Рация настроена на Махачкалу, но Останин и не думает переключаться на частоту Астрахани. Сами найдут. Вон, их нашли же. А что им стоило перемахнуть фронтик в стратосфере? Раз плюнуть.
— …шестьсот семьдесят восемь, ответьте. Вы меня слышите?
— Слышу.
Никогда бы мне вас не слышать, думает командир. Навязались на мою голову помощнички. Но он предельно вежлив.
— Командир Грабарь, доложите, что у вас случилось.
Грабарь так Грабарь.
— Самолет захвачен террористами. Штурман убит.
— Чего они хотят? Их требования?
— Посадка в Грозном.
— Какая помощь вам нужна? Мы можем что-то сделать?
— Можете. Уйти к себе на базу.
— Но если мы и вас туда уведем?
— Они взорвут самолет.
— А если проводим до Грозного?
— То же самое.
— Вы самостоятельно справитесь с обстановкой?
— Да. У нас все будет в порядке. Но вы должны уйти.
— Понял. Ждите.
— Жду.
Переключиться и послушать? Сами скажут. Минин спрашивает тихонько, не нажимая кнопки СПУ:
— Что за притча, командир? Ты меня заикой сделаешь.
— Не вмешивайся.
— Понял. Не вмешиваться.
Через несколько минут в наушниках снова раздается голос:
— Командир Грабарь, вы меня слышите?
— Слышу.
— Мы уходим, командир. — В баритоне слышится дружеское сочувствие. — Желаем удачи.
— Приятного полета, ребята.
Истребители взмывают ввысь и с крутым разворотом уходят на восток. Останин со вторым провожают их взглядами. Они становятся все меньше. Растворяются.

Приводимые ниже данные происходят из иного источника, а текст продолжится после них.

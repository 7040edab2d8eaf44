//! Pairwise exact merger for the two continuous sources.
//!
//! Outer join on `(patient, date, time)`. Every reading from either side
//! appears in the output; a key present on one side only yields a row whose
//! other-side columns are gaps. A key matched `m` times on one side and `n`
//! times on the other emits all `m·n` combinations — duplicate-key ambiguity
//! surfaces as row-count growth, never as an error, and the assembler
//! re-validates one-row-per-key afterwards.

use std::collections::{BTreeMap, BTreeSet};

use vdk_schemas::{BpReading, PatientId, Stamp, TimelineRow, VitalsReading};

/// Outer-join the two continuous source tables into the primary timeline.
///
/// Output is sorted ascending by `(patient, stamp)` and is deterministic for
/// any input order: readings are grouped per key, and combinations are
/// emitted in input order within a key.
pub fn merge_continuous(vitals: &[VitalsReading], bp: &[BpReading]) -> Vec<TimelineRow> {
    let mut vitals_by_key: BTreeMap<(&PatientId, Stamp), Vec<&VitalsReading>> = BTreeMap::new();
    for reading in vitals {
        vitals_by_key
            .entry((&reading.patient, reading.stamp))
            .or_default()
            .push(reading);
    }

    let mut bp_by_key: BTreeMap<(&PatientId, Stamp), Vec<&BpReading>> = BTreeMap::new();
    for reading in bp {
        bp_by_key
            .entry((&reading.patient, reading.stamp))
            .or_default()
            .push(reading);
    }

    // Union of keys, ascending (patient, stamp).
    let mut keys: BTreeSet<(&PatientId, Stamp)> = BTreeSet::new();
    keys.extend(vitals_by_key.keys().copied());
    keys.extend(bp_by_key.keys().copied());

    let mut rows = Vec::new();
    for key in keys {
        let (patient, stamp) = key;
        match (vitals_by_key.get(&key), bp_by_key.get(&key)) {
            (Some(vs), Some(bs)) => {
                for v in vs {
                    for b in bs {
                        rows.push(combined_row(patient, stamp, Some(v), Some(b)));
                    }
                }
            }
            (Some(vs), None) => {
                for v in vs {
                    rows.push(combined_row(patient, stamp, Some(v), None));
                }
            }
            (None, Some(bs)) => {
                for b in bs {
                    rows.push(combined_row(patient, stamp, None, Some(b)));
                }
            }
            (None, None) => unreachable!("key came from one of the two maps"),
        }
    }
    rows
}

fn combined_row(
    patient: &PatientId,
    stamp: Stamp,
    vitals: Option<&VitalsReading>,
    bp: Option<&BpReading>,
) -> TimelineRow {
    let mut row = TimelineRow::empty(patient.clone(), stamp);
    if let Some(v) = vitals {
        for (metric, value) in v.metrics() {
            row.set(metric, value);
        }
    }
    if let Some(b) = bp {
        for (metric, value) in b.metrics() {
            row.set(metric, value);
        }
    }
    row
}

// ---------------------------------------------------------------------------
// Tests
// ---------------------------------------------------------------------------
//! Forecast command: canonical dataset in, graded next-step predictions out.

use anyhow::{Context, Result};
use serde::Serialize;
use std::fs;
use std::path::PathBuf;

use vdk_alert::{evaluate_batch, AlertPolicy, AlertReport, RangeTable};
use vdk_reconcile::load_canonical;
use vdk_sequence::{forecast_next, ForecastRun, HoldLastForecaster};

use super::{
    optional_path_from_flag_or_env, path_from_flag_or_env, ENV_MERGED_PATH, ENV_RANGES_PATH,
};

/// JSON payload for `--report`.
#[derive(Serialize)]
struct ForecastArtifact<'a> {
    forecast: &'a ForecastRun,
    alerts: &'a AlertReport,
}

// ---------------------------------------------------------------------------
// forecast
// ---------------------------------------------------------------------------

pub fn run(
    merged: Option<PathBuf>,
    window: usize,
    ranges: Option<PathBuf>,
    report: Option<PathBuf>,
) -> Result<()> {
    if window == 0 {
        anyhow::bail!("--window must be at least 1");
    }
    let merged_path = path_from_flag_or_env(merged, "--merged", ENV_MERGED_PATH)?;
    let rows = load_canonical(&merged_path)
        .with_context(|| format!("load canonical dataset {} failed", merged_path.display()))?;

    let table = match optional_path_from_flag_or_env(ranges, ENV_RANGES_PATH) {
        Some(path) => RangeTable::from_json_file(&path)
            .with_context(|| format!("load range table {} failed", path.display()))?,
        None => RangeTable::clinical_defaults(),
    };

    let forecast = forecast_next(&rows, window, &HoldLastForecaster);
    let alerts = evaluate_batch(&table, &AlertPolicy::sane_defaults(), &forecast.predictions);

    println!("{forecast}");
    println!("{alerts}");
    println!(
        "forecast_ok=true window={} predicted={} skipped={} critical={} high_severity={}",
        window,
        forecast.predictions.len(),
        forecast.skipped.len(),
        alerts.total_critical(),
        alerts.high_severity().count()
    );

    if let Some(path) = report {
        let artifact = ForecastArtifact {
            forecast: &forecast,
            alerts: &alerts,
        };
        let json =
            serde_json::to_string_pretty(&artifact).context("serialize forecast report failed")?;
        fs::write(&path, format!("{json}\n"))
            .with_context(|| format!("write report failed: {}", path.display()))?;
        println!("report_path={}", path.display());
    }

    Ok(())
}
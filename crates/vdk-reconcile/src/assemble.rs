//! Assembler: final ordering, deduplication, and gap-free filtering.
//!
//! Takes the concatenation of all patients' enriched timelines and produces
//! the canonical row set:
//! 1. optional most-recent-N cap per patient (bounded-memory policy for
//!    streaming deployments), applied before the global sort
//! 2. keep-first deduplication of `(patient, stamp)` keys — re-validation of
//!    the one-row-per-key invariant after duplicate-key join growth
//! 3. removal of any row still carrying a gap in any column
//! 4. global sort ascending `(date, time, patient)`; descending display
//!    order is a presentation concern, not a dataset property
//!
//! Every removal is counted per patient in the [`AssembleReport`]; the
//! report's totals are the pipeline's primary health signal.

use std::collections::BTreeMap;
use std::fmt;

use serde::Serialize;

use vdk_schemas::{PatientId, TimelineRow};

// ---------------------------------------------------------------------------
// Options and report
// ---------------------------------------------------------------------------

/// Options for the final assembly pass.
#[derive(Debug, Clone, Default)]
pub struct AssembleOptions {
    /// Keep only the most recent N rows per patient, selected by stamp
    /// before the global sort. `None` keeps everything.
    pub per_patient_cap: Option<usize>,
}

/// Row accounting for one patient.
#[derive(Debug, Clone, Default, PartialEq, Eq, Serialize)]
pub struct PatientRows {
    /// Rows entering assembly for this patient.
    pub merged: usize,
    /// Rows discarded by the most-recent-N cap.
    pub capped: usize,
    /// Extra rows sharing an already-seen `(patient, stamp)` key.
    pub duplicates: usize,
    /// Rows dropped because a column was still gapped.
    pub gapped: usize,
    /// Rows surviving into the canonical dataset.
    pub kept: usize,
}

/// Assembly summary across all patients.
#[derive(Debug, Clone, Default, Serialize)]
pub struct AssembleReport {
    pub per_patient: BTreeMap<PatientId, PatientRows>,
    pub total_kept: usize,
}

impl AssembleReport {
    /// Patients with at least one canonical row.
    pub fn patients_kept(&self) -> usize {
        self.per_patient.values().filter(|p| p.kept > 0).count()
    }

    /// True when no row was removed for any reason.
    pub fn is_clean(&self) -> bool {
        self.per_patient
            .values()
            .all(|p| p.capped == 0 && p.duplicates == 0 && p.gapped == 0)
    }
}

impl fmt::Display for AssembleReport {
    fn fmt(&self, f: &mut fmt::Formatter<'_>) -> fmt::Result {
        writeln!(f, "AssembleReport {{")?;
        writeln!(f, "  patients: {}", self.per_patient.len())?;
        writeln!(f, "  total_kept: {}", self.total_kept)?;
        for (patient, rows) in &self.per_patient {
            writeln!(
                f,
                "  {patient}: merged={} capped={} duplicates={} gapped={} kept={}",
                rows.merged, rows.capped, rows.duplicates, rows.gapped, rows.kept
            )?;
        }
        write!(f, "}}")
    }
}

// ---------------------------------------------------------------------------
// Main entry point
// ---------------------------------------------------------------------------

/// Assemble the canonical row set from all patients' enriched timelines.
///
/// Deterministic: identical input rows produce identical output and report
/// regardless of input order, except that keep-first deduplication keeps the
/// earliest of equal keys in input order.
pub fn assemble(
    rows: Vec<TimelineRow>,
    options: &AssembleOptions,
) -> (Vec<TimelineRow>, AssembleReport) {
    let mut report = AssembleReport::default();
    for row in &rows {
        report.per_patient.entry(row.patient.clone()).or_default().merged += 1;
    }

    // Group per patient, preserving input order within each patient so the
    // keep-first rule below stays meaningful.
    let mut by_patient: BTreeMap<PatientId, Vec<TimelineRow>> = BTreeMap::new();
    for row in rows {
        by_patient.entry(row.patient.clone()).or_default().push(row);
    }

    let mut kept: Vec<TimelineRow> = Vec::new();
    for (patient, mut timeline) in by_patient {
        let stats = report.per_patient.entry(patient).or_default();

        // Stable: equal stamps keep their input order.
        timeline.sort_by_key(|row| row.stamp);

        // Most-recent-N cap, selected by stamp.
        if let Some(cap) = options.per_patient_cap {
            if timeline.len() > cap {
                stats.capped = timeline.len() - cap;
                timeline.drain(..timeline.len() - cap);
            }
        }

        // Keep-first per (patient, stamp).
        let mut last_stamp = None;
        for row in timeline {
            if last_stamp == Some(row.stamp) {
                stats.duplicates += 1;
                continue;
            }
            last_stamp = Some(row.stamp);
            if row.is_complete() {
                stats.kept += 1;
                kept.push(row);
            } else {
                stats.gapped += 1;
            }
        }
    }

    // Global order: ascending (date, time, patient).
    kept.sort_by(|a, b| (a.stamp, &a.patient).cmp(&(b.stamp, &b.patient)));

    report.total_kept = kept.len();
    (kept, report)
}

// ---------------------------------------------------------------------------
// Tests
// ---------------------------------------------------------------------------

#[cfg(test)]
mod tests {
    use super::*;
    use vdk_schemas::{Metric, Stamp};

    fn complete(patient: &str, date: &str, time: &str) -> TimelineRow {
        let mut row = TimelineRow::empty(
            PatientId::new(patient),
            Stamp::parse(date, time).unwrap(),
        );
        for m in Metric::ALL {
            row.set(m, Some(1.0));
        }
        row
    }

    fn gapped(patient: &str, date: &str, time: &str) -> TimelineRow {
        let mut row = complete(patient, date, time);
        row.set(Metric::Hemoglobin, None);
        row
    }

    fn keys(rows: &[TimelineRow]) -> Vec<(String, String)> {
        rows.iter()
            .map(|r| (r.patient.as_str().to_string(), r.stamp.to_string()))
            .collect()
    }

    // --- ordering ---

    #[test]
    fn sorts_ascending_by_date_time_patient() {
        let rows = vec![
            complete("P002", "02-01-2024", "08.00.00"),
            complete("P001", "01-01-2024", "12.00.00"),
            complete("P001", "02-01-2024", "08.00.00"),
            complete("P001", "01-01-2024", "08.00.00"),
        ];
        let (out, report) = assemble(rows, &AssembleOptions::default());
        assert_eq!(
            keys(&out),
            vec![
                ("P001".into(), "01-01-2024 08.00.00".into()),
                ("P001".into(), "01-01-2024 12.00.00".into()),
                ("P001".into(), "02-01-2024 08.00.00".into()),
                ("P002".into(), "02-01-2024 08.00.00".into()),
            ]
        );
        assert!(report.is_clean());
        assert_eq!(report.total_kept, 4);
    }

    #[test]
    fn same_stamp_orders_by_patient() {
        let rows = vec![
            complete("P002", "01-01-2024", "08.00.00"),
            complete("P001", "01-01-2024", "08.00.00"),
        ];
        let (out, _) = assemble(rows, &AssembleOptions::default());
        assert_eq!(out[0].patient.as_str(), "P001");
        assert_eq!(out[1].patient.as_str(), "P002");
    }

    #[test]
    fn per_patient_timestamps_monotone_in_output() {
        let rows = vec![
            complete("P001", "03-01-2024", "08.00.00"),
            complete("P002", "01-01-2024", "09.00.00"),
            complete("P001", "01-01-2024", "08.00.00"),
            complete("P002", "02-01-2024", "07.00.00"),
        ];
        let (out, _) = assemble(rows, &AssembleOptions::default());
        for patient in ["P001", "P002"] {
            let stamps: Vec<Stamp> = out
                .iter()
                .filter(|r| r.patient.as_str() == patient)
                .map(|r| r.stamp)
                .collect();
            assert!(stamps.windows(2).all(|w| w[0] <= w[1]), "{patient} not monotone");
        }
    }

    // --- deduplication ---

    #[test]
    fn duplicate_keys_deduplicated_keep_first() {
        let mut second = complete("P001", "01-01-2024", "08.00.00");
        second.set(Metric::BloodGlucose, Some(999.0));
        let rows = vec![complete("P001", "01-01-2024", "08.00.00"), second];
        let (out, report) = assemble(rows, &AssembleOptions::default());
        assert_eq!(out.len(), 1);
        // the first of the two survives
        assert_eq!(out[0].get(Metric::BloodGlucose), Some(1.0));
        assert_eq!(report.per_patient[&PatientId::new("P001")].duplicates, 1);
        assert!(!report.is_clean());
    }

    // --- gap filtering ---

    #[test]
    fn gapped_rows_dropped_and_counted() {
        let rows = vec![
            complete("P001", "01-01-2024", "08.00.00"),
            gapped("P001", "01-01-2024", "09.00.00"),
            gapped("P001", "01-01-2024", "10.00.00"),
        ];
        let (out, report) = assemble(rows, &AssembleOptions::default());
        assert_eq!(out.len(), 1);
        let stats = &report.per_patient[&PatientId::new("P001")];
        assert_eq!(stats.merged, 3);
        assert_eq!(stats.gapped, 2);
        assert_eq!(stats.kept, 1);
    }

    #[test]
    fn output_rows_are_gap_free() {
        let rows = vec![
            complete("P001", "01-01-2024", "08.00.00"),
            gapped("P002", "01-01-2024", "08.00.00"),
        ];
        let (out, _) = assemble(rows, &AssembleOptions::default());
        assert!(out.iter().all(|r| r.is_complete()));
    }

    #[test]
    fn patient_with_no_surviving_rows_still_reported() {
        let rows = vec![
            complete("P001", "01-01-2024", "08.00.00"),
            gapped("P002", "01-01-2024", "08.00.00"),
        ];
        let (_, report) = assemble(rows, &AssembleOptions::default());
        assert_eq!(report.patients_kept(), 1);
        let p2 = &report.per_patient[&PatientId::new("P002")];
        assert_eq!(p2.kept, 0);
        assert_eq!(p2.gapped, 1);
    }

    // --- cap ---

    #[test]
    fn cap_keeps_most_recent_rows_per_patient() {
        let rows = vec![
            complete("P001", "01-01-2024", "08.00.00"),
            complete("P001", "02-01-2024", "08.00.00"),
            complete("P001", "03-01-2024", "08.00.00"),
            complete("P002", "01-01-2024", "08.00.00"),
        ];
        let options = AssembleOptions {
            per_patient_cap: Some(2),
        };
        let (out, report) = assemble(rows, &options);
        let p1_dates: Vec<String> = out
            .iter()
            .filter(|r| r.patient.as_str() == "P001")
            .map(|r| r.stamp.date_text())
            .collect();
        assert_eq!(p1_dates, vec!["02-01-2024", "03-01-2024"]);
        assert_eq!(report.per_patient[&PatientId::new("P001")].capped, 1);
        // under the cap: untouched
        assert_eq!(report.per_patient[&PatientId::new("P002")].capped, 0);
    }

    #[test]
    fn cap_selects_by_stamp_not_input_order() {
        let rows = vec![
            complete("P001", "03-01-2024", "08.00.00"),
            complete("P001", "01-01-2024", "08.00.00"),
            complete("P001", "02-01-2024", "08.00.00"),
        ];
        let options = AssembleOptions {
            per_patient_cap: Some(1),
        };
        let (out, _) = assemble(rows, &options);
        assert_eq!(out.len(), 1);
        assert_eq!(out[0].stamp.date_text(), "03-01-2024");
    }

    // --- report ---

    #[test]
    fn empty_input_yields_empty_clean_report() {
        let (out, report) = assemble(Vec::new(), &AssembleOptions::default());
        assert!(out.is_empty());
        assert_eq!(report.total_kept, 0);
        assert_eq!(report.patients_kept(), 0);
        assert!(report.is_clean());
    }

    #[test]
    fn report_serializes_to_json() {
        let rows = vec![complete("P001", "01-01-2024", "08.00.00")];
        let (_, report) = assemble(rows, &AssembleOptions::default());
        let json = serde_json::to_string(&report).unwrap();
        assert!(json.contains("\"total_kept\":1"));
        assert!(json.contains("P001"));
    }

    #[test]
    fn display_lists_per_patient_accounting() {
        let rows = vec![
            complete("P001", "01-01-2024", "08.00.00"),
            gapped("P001", "01-01-2024", "09.00.00"),
        ];
        let (_, report) = assemble(rows, &AssembleOptions::default());
        let s = report.to_string();
        assert!(s.contains("AssembleReport"));
        assert!(s.contains("total_kept: 1"));
        assert!(s.contains("P001: merged=2"));
    }
}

— Так что же все-таки все это значит, командир? — спрашивает Гена. — Откуда они взялись?
— Они встретили нас еще перед фронтом, — неохотно отвечает тот. — Сулились стрелять.
— А почему не стали?
— Мы влезли в грозу.
— А сейчас?
— Ты слышал.
— Но зачем было говорить, что самолет захвачен? Если им нравится, пусть бы провожали.
— Куда?
— До Грозного. Ты же сказал, что посадка в Грозном?
— Сказал.
— А на самом деле?
— Перед собой. Ищи площадку.
Кажется, за сегодняшнюю ночь второму пилоту пора бы разучиться удивляться чему бы то ни было. Не разучился.
— Николай Васильевич, ты в своем уме? Как это мы посадим такую махину вне аэродрома?
— Посадим.
— Где, какая площадка?! Взгляни на землю!
— Занимай триста метров.
— Занимаю. Командир, зачем нам эта свадьба? Угрохать самолет и самим угрохаться?
— Мы не угрохаемся.
— Мне самолет не посадить, а тебе с твоей ногой…
— Посажу. Смотри площадку.
— Но зачем?!
— Второй пилот, что ожидает чеченцев, если мы сядем на аэродром?
— Какое мне дело до чеченцев?! Они убили штурмана и чуть не угробили нас!
— Гена, штурмана не вернуть, — устало говорит командир. — А из чеченцев одного наверняка поставят к стенке, остальных… Я не палач.
21
Это не твоя война, убеждает себя командир, внимательно вглядываясь в проносящуюся под крылом землю и угрюмо супясь. Ты никого не просил втягивать себя в эти проблемы, и тебе до них нет никакого дела. Нет тебе никакого дела ни до чеченцев, ни до русских, ни до белорусов. Ты сам по себе. Твоя единственная забота — экипаж. Ты остался без штурмана, сам ранен. Бери курс на ближайший аэродром и садись.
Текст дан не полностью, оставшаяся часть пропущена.